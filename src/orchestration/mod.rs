//! Module orchestration layer
//!
//! `Module` coordinates the option stores, the class registry, the
//! container, the dispatcher and the event bus. Collaborators are passed in
//! through `ModuleServices`, so none of them refers back to the module.

pub mod callbacks;
pub mod events;
mod executor;
pub mod lifecycle;
pub mod router;

pub use callbacks::Callbacks;
pub use events::EventRegistry;
pub use lifecycle::{DefaultModule, Module, ModuleConfig, ModuleServices, ModuleSetup};
pub use router::RequestDispatcher;

#[cfg(test)]
mod tests;
//! Request side of the module: controller resolution and the processing
//! handlers handed to the dispatcher.

use std::sync::{Arc, PoisonError, Weak};

use log::{debug, warn};
use serde_json::Value as JsonValue;

use crate::{
    controller::Controller,
    core::{
        context::{BeforeOutcome, Flow, Request, RequestTarget},
        error::{ModuleError, ModuleResult},
        traits::ProcessingHandler,
    },
};

use super::lifecycle::{Module, ModuleSetup};

impl<S: ModuleSetup> Module<S> {
    /// Look up a controller, registering its class lazily, and make sure
    /// it is initialized.
    pub(super) fn resolve(&self, class_name: &str) -> Option<Arc<dyn Controller>> {
        let registry = &self.services.registry;
        let controller = match registry.get_registered_object(class_name) {
            Some(controller) => controller,
            None => match registry.register_class(class_name, JsonValue::Null, true) {
                Ok(controller) => controller?,
                Err(e) => {
                    warn!("Unable to register controller {}: {}", class_name, e);
                    return None;
                }
            },
        };
        self.initialize(&controller);
        Some(controller)
    }

    /// Attach the response, then run the init callback and the
    /// controller's own init. Does nothing for an initialized controller.
    pub(super) fn initialize(&self, controller: &Arc<dyn Controller>) {
        if !controller.state().attach(self.shared_response()) {
            return;
        }
        debug!("Initializing controller {}", controller.class_name());
        self.callbacks.run_init(controller);
        controller.init();
    }

    pub(super) fn on_event_before(&self, request: &Request) -> BeforeOutcome {
        let (Some(class_name), Some(method)) = (request.class.as_deref(), request.method.as_deref())
        else {
            return BeforeOutcome::Invalid("The request has no target".to_string());
        };

        let Some(validator) = self.validator.get() else {
            return BeforeOutcome::Invalid("The module is not set up".to_string());
        };
        if let Err(message) = validator.check(class_name, method) {
            return BeforeOutcome::Invalid(message);
        }

        let Some(controller) = self.resolve(class_name) else {
            return BeforeOutcome::Invalid(format!("Unable to find controller {class_name}"));
        };

        let response = self.shared_response();
        if self.callbacks.run_before(&response, &controller, method) == Flow::Abort {
            debug!("Before callback aborted {}.{}", class_name, method);
            return BeforeOutcome::Abort;
        }

        let target = RequestTarget {
            controller,
            method: method.to_string(),
        };
        *self.active.lock().unwrap_or_else(PoisonError::into_inner) = Some(target.clone());
        BeforeOutcome::Proceed(target)
    }

    pub(super) fn on_event_after(&self) {
        let target = self
            .active
            .lock()
            .unwrap_or_else(PoisonError::into_inner)
            .take();
        if let Some(target) = target {
            let response = self.shared_response();
            self.callbacks
                .run_after(&response, &target.controller, &target.method);
        }
    }

    pub(super) fn on_event_invalid(&self, message: &str) {
        self.active
            .lock()
            .unwrap_or_else(PoisonError::into_inner)
            .take();
        self.callbacks.run_invalid(&self.shared_response(), message);
    }

    /// Hand an execution fault to the error callback, or return it when
    /// there is none
    pub(super) fn on_event_error(&self, fault: ModuleError) -> ModuleResult<()> {
        self.active
            .lock()
            .unwrap_or_else(PoisonError::into_inner)
            .take();
        if self.callbacks.run_error(&self.shared_response(), &fault) {
            Ok(())
        } else {
            Err(fault)
        }
    }
}

impl<S: ModuleSetup + 'static> Module<S> {
    /// Point the dispatcher's handlers at this module.
    ///
    /// The handlers hold weak references, the module owns the dispatcher.
    pub(super) fn register_handlers(self: &Arc<Self>) {
        let dispatcher = &self.services.dispatcher;

        let module: Weak<Self> = Arc::downgrade(self);
        dispatcher.register(ProcessingHandler::Before(Arc::new(move |request: &Request| {
            match module.upgrade() {
                Some(module) => module.on_event_before(request),
                None => BeforeOutcome::Invalid("The module is gone".to_string()),
            }
        })));

        let module: Weak<Self> = Arc::downgrade(self);
        dispatcher.register(ProcessingHandler::After(Arc::new(move || {
            if let Some(module) = module.upgrade() {
                module.on_event_after();
            }
        })));

        let module: Weak<Self> = Arc::downgrade(self);
        dispatcher.register(ProcessingHandler::Invalid(Arc::new(move |message: &str| {
            if let Some(module) = module.upgrade() {
                module.on_event_invalid(message);
            }
        })));

        let module: Weak<Self> = Arc::downgrade(self);
        dispatcher.register(ProcessingHandler::Error(Arc::new(
            move |fault: ModuleError| -> ModuleResult<()> {
                match module.upgrade() {
                    Some(module) => module.on_event_error(fault),
                    None => Err(fault),
                }
            },
        )));
    }
}
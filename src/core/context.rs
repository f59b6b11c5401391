//! Per-request state
//!
//! `Request` carries the inbound fields naming the target endpoint,
//! `RequestTarget` is the descriptor a successful before-hook produces.

use std::{collections::HashMap, fmt, sync::Arc};

use serde_json::Value as JsonValue;

use crate::controller::Controller;

/// Request parameter naming the target controller class
pub const CLASS_PARAM: &str = "jxncls";
/// Request parameter naming the target method
pub const METHOD_PARAM: &str = "jxnmthd";
/// Request parameter carrying the JSON encoded argument list
pub const ARGS_PARAM: &str = "jxnargs";

/// Inbound request, as read from the transport layer
#[derive(Clone, Debug, Default, PartialEq)]
pub struct Request {
    pub class: Option<String>,
    pub method: Option<String>,
    pub args: Vec<JsonValue>,
}

impl Request {
    /// Create a request targeting `class.method`
    pub fn new(class: impl Into<String>, method: impl Into<String>) -> Self {
        Self {
            class: Some(class.into()),
            method: Some(method.into()),
            args: Vec::new(),
        }
    }

    pub fn with_args(mut self, args: Vec<JsonValue>) -> Self {
        self.args = args;
        self
    }

    /// Build a request from raw request parameters.
    ///
    /// Arguments that are not a JSON array are ignored, the request still
    /// goes through validation on its class and method.
    pub fn from_params(params: &HashMap<String, String>) -> Self {
        let args = params
            .get(ARGS_PARAM)
            .and_then(|raw| serde_json::from_str::<Vec<JsonValue>>(raw).ok())
            .unwrap_or_default();

        Self {
            class: params.get(CLASS_PARAM).cloned(),
            method: params.get(METHOD_PARAM).cloned(),
            args,
        }
    }

    /// Whether both markers of a callable request are present
    pub fn is_callable(&self) -> bool {
        self.class.is_some() && self.method.is_some()
    }
}

/// Controller and method selected for the current request
#[derive(Clone)]
pub struct RequestTarget {
    pub controller: Arc<dyn Controller>,
    pub method: String,
}

impl fmt::Debug for RequestTarget {
    fn fmt(&self, f: &mut fmt::Formatter<'_>) -> fmt::Result {
        f.debug_struct("RequestTarget")
            .field("controller", &self.controller.class_name())
            .field("method", &self.method)
            .finish()
    }
}

/// What a before-callback decides
#[derive(Clone, Copy, Debug, Default, PartialEq, Eq)]
pub enum Flow {
    #[default]
    Continue,
    Abort,
}

/// Result of before-processing, consumed by the dispatcher
#[derive(Debug)]
pub enum BeforeOutcome {
    /// Run the target method
    Proceed(RequestTarget),
    /// Stop here, the response is returned as it is
    Abort,
    /// The request names an endpoint that cannot be called
    Invalid(String),
}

▶ **Required work**: Give again, word for word, the records from their first line to the one with "pub mod events;", and leave out all else.

▶ **Solution**:
filename src/orchestration/mod.rs
//! Module orchestration layer
//!
//! `Module` coordinates the option stores, the class registry, the
//! container, the dispatcher and the event bus. Collaborators are passed in
//! through `ModuleServices`, so none of them refers back to the module.

pub mod callbacks;
pub mod events;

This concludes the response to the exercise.